В первой песне — «Ангел», написанной в высоком регистре, — Образцова превращает голос в инструмент полета. Когда слово «Engel» («ангел») появляется впервые, голос задерживается на первой гласной и парит, окруженный оркестровым мерцанием, — как будто это трепещут нежные крылья небесного создания. Образ ангела, явившегося в жизни и ведущего дух к небесным сферам, вылеплен через точное ощущение музыкальной формы. Как будто вся песня — это зависшее перед нами прозрачное тело ангела, через которое проходит свет. В этой мастерской огранке образа Образцова ведет себя как заправский миниатюрист.

Во второй песне «Стой!» выражена философская основа представлений о любви как венца человеческого существования. Героиня просит остановиться колесо времени — «нож вечности». Она заявляет: «В блаженном сладостном забытьи хочу измерить всю радость! Когда взгляд во взгляде радостно тонет, душа полностью проваливается в другую душу…» Начало песни бурное, патетичное, это диалог с природой, с вселенной, которую надо лишить права навязывать свои законы душе, и Образцова поет здесь широкими, крупными мазками. Но когда она доходит до описания взаиморастворения влюбленных, ее голос резко меняет свою окраску, она попадает в зону транса, опьянения, и зыбь дурманящей неги сочится сквозь трепещущую плоть голоса. Ради таких мест поет Образцова этот цикл, здесь она, медиум высших сфер, со всей определенностью заявляет о своей приверженности бескомпромиссному романтическому идеалу.

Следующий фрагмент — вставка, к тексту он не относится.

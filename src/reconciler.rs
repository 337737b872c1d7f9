use std::collections::BTreeMap;

use serde::Serialize;

use crate::error::{Result, TitheError};
use crate::models::{PaymentMethod, Transaction};

/// Note denominations in GH₵, largest first.
pub const STANDARD_DENOMINATIONS: [f64; 8] = [200.0, 100.0, 50.0, 20.0, 10.0, 5.0, 2.0, 1.0];

/// Largest denomination accepted in a count, in GH₵.
pub const MAX_DENOMINATION: f64 = 1000.0;

pub const SHORTAGE_HINT: &str = "Please recount or check for missing transaction slips.";
pub const OVERAGE_HINT: &str = "Please check for unentered transactions.";

/// Physical tally of a cash drawer. Keys are denominations in pesewas so that
/// coins (0.50, 0.20, ...) sort and compare exactly.
#[derive(Debug, Clone, Default, PartialEq)]
pub struct CashCount {
    counts: BTreeMap<u64, u32>,
    pesewas: u64,
}

impl CashCount {
    pub fn new() -> Self {
        Self::default()
    }

    /// Set the quantity for a denomination, replacing any earlier entry.
    /// The count's total must stay representable in pesewas.
    pub fn set(&mut self, denomination: f64, quantity: u32) -> Result<()> {
        if !denomination.is_finite() || denomination <= 0.0 {
            return Err(TitheError::InvalidCount(format!(
                "denomination must be positive, got {denomination}"
            )));
        }
        if denomination > MAX_DENOMINATION {
            return Err(TitheError::InvalidCount(format!(
                "denomination {denomination} exceeds {MAX_DENOMINATION}"
            )));
        }
        let pesewas = (denomination * 100.0).round() as u64;
        if pesewas == 0 {
            return Err(TitheError::InvalidCount(format!(
                "denomination {denomination} is below one pesewa"
            )));
        }
        let previous = self.counts.get(&pesewas).map_or(0, |&q| pesewas * q as u64);
        let total = pesewas
            .checked_mul(quantity as u64)
            .and_then(|line| (self.pesewas - previous).checked_add(line))
            .ok_or_else(|| {
                TitheError::InvalidCount(format!("{quantity} x {denomination} overflows the count total"))
            })?;
        if quantity == 0 {
            self.counts.remove(&pesewas);
        } else {
            self.counts.insert(pesewas, quantity);
        }
        self.pesewas = total;
        Ok(())
    }

    /// Parse `"200=3"` style entries as given on the command line.
    pub fn parse_entries<S: AsRef<str>>(entries: &[S]) -> Result<Self> {
        let mut count = Self::new();
        for entry in entries {
            let entry = entry.as_ref();
            let (denom, qty) = entry
                .split_once('=')
                .ok_or_else(|| TitheError::InvalidCount(format!("expected DENOM=QTY, got {entry:?}")))?;
            let denom: f64 = denom
                .trim()
                .parse()
                .map_err(|_| TitheError::InvalidCount(format!("bad denomination in {entry:?}")))?;
            let qty: u32 = qty
                .trim()
                .parse()
                .map_err(|_| TitheError::InvalidCount(format!("bad quantity in {entry:?}")))?;
            count.set(denom, qty)?;
        }
        Ok(count)
    }

    /// (denomination, quantity, subtotal), largest denomination first.
    pub fn lines(&self) -> Vec<(f64, u32, f64)> {
        self.counts
            .iter()
            .rev()
            .map(|(&p, &q)| {
                let d = p as f64 / 100.0;
                (d, q, d * q as f64)
            })
            .collect()
    }

    pub fn total(&self) -> f64 {
        self.pesewas as f64 / 100.0
    }
}

#[derive(Debug, Clone, Copy, PartialEq, Eq, Serialize)]
#[serde(rename_all = "SCREAMING_SNAKE_CASE")]
pub enum Verdict {
    Balanced,
    Shortage,
    Overage,
}

#[derive(Debug, Clone, PartialEq, Serialize)]
#[serde(rename_all = "camelCase")]
pub struct Reconciliation {
    pub system_cash: f64,
    pub physical_cash: f64,
    /// physical - system; negative means cash is missing.
    pub variance: f64,
    pub is_balanced: bool,
    pub verdict: Verdict,
}

impl Reconciliation {
    pub fn message(&self) -> &'static str {
        match self.verdict {
            Verdict::Balanced => "Cash balanced.",
            Verdict::Shortage => SHORTAGE_HINT,
            Verdict::Overage => OVERAGE_HINT,
        }
    }
}

/// Sum of CASH amounts; MoMo and cheques never reach the drawer.
pub fn system_cash(transactions: &[Transaction]) -> f64 {
    transactions
        .iter()
        .filter(|t| t.method == PaymentMethod::Cash)
        .map(|t| t.amount)
        .sum()
}

/// Amounts are left unrounded; the balance test runs on the exact variance.
pub fn reconcile(transactions: &[Transaction], count: &CashCount) -> Reconciliation {
    let system = system_cash(transactions);
    let physical = count.total();
    let variance = physical - system;
    let is_balanced = variance.abs() < 0.01;
    let verdict = if is_balanced {
        Verdict::Balanced
    } else if variance < 0.0 {
        Verdict::Shortage
    } else {
        Verdict::Overage
    };
    Reconciliation {
        system_cash: system,
        physical_cash: physical,
        variance,
        is_balanced,
        verdict,
    }
}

В третьей песне «В теплице» (она, как и пятая, помечена как «эскиз к „Тристану и Изольде“») возникает изматывающая, бередящая душу атмосфера последнего акта великой оперы, в ней смешиваются воля преодолеть разлуку и осознание безнадежности своего существования. Героиня обращается к экзотическим растениям в теплице и спрашивает их, отчего они плачут. Образцова опять точно находит болевой центр песни, который заключен в четвертой строфе: «Да, я знаю, бедное растение, мы делим одну судьбу: неважно, окружает нас свет или блеск, но наша родина — не здесь!» Тут голос словно выделяет курсивом каждый звук, каждый слог, все здесь на вес золота. Образцова словно не поет чужое, но заглядывает внутрь себя, доверительно сообщает нам, как на исповеди, самые сокровенные ощущения, открывает духовные опоры своего мировосприятия.

В короткой четвертой песне «Скорби» — напряженный, экстатический диалог героини с солнцем. В пылкой речи высокие ноты вспыхивают, как лучи, прорезающие тьму, как внезапные молнии, на фоне основной линии в нижнем регистре, и Образцова придает этим вспышкам особую резкость, истеричность. Потому что суть высказывания — похвала страданиям, «скорбям», которые природа дает любящему сердцу. И это тоже относится к натуре самой Образцовой, вся глубина личности которой, вне всяких сомнений, сформирована через большие страдания. И героине нельзя не благодарить творящую силу за то, что сердцу дана способность глубоко и тяжело страдать. Один мудрый человек, оккультист, хиромант, ученик Волошина, сказал как-то одному поэту: «Да, вы много страдаете, да, ваши нервы на пределе, но вы должны помнить, что это ваши инструменты!»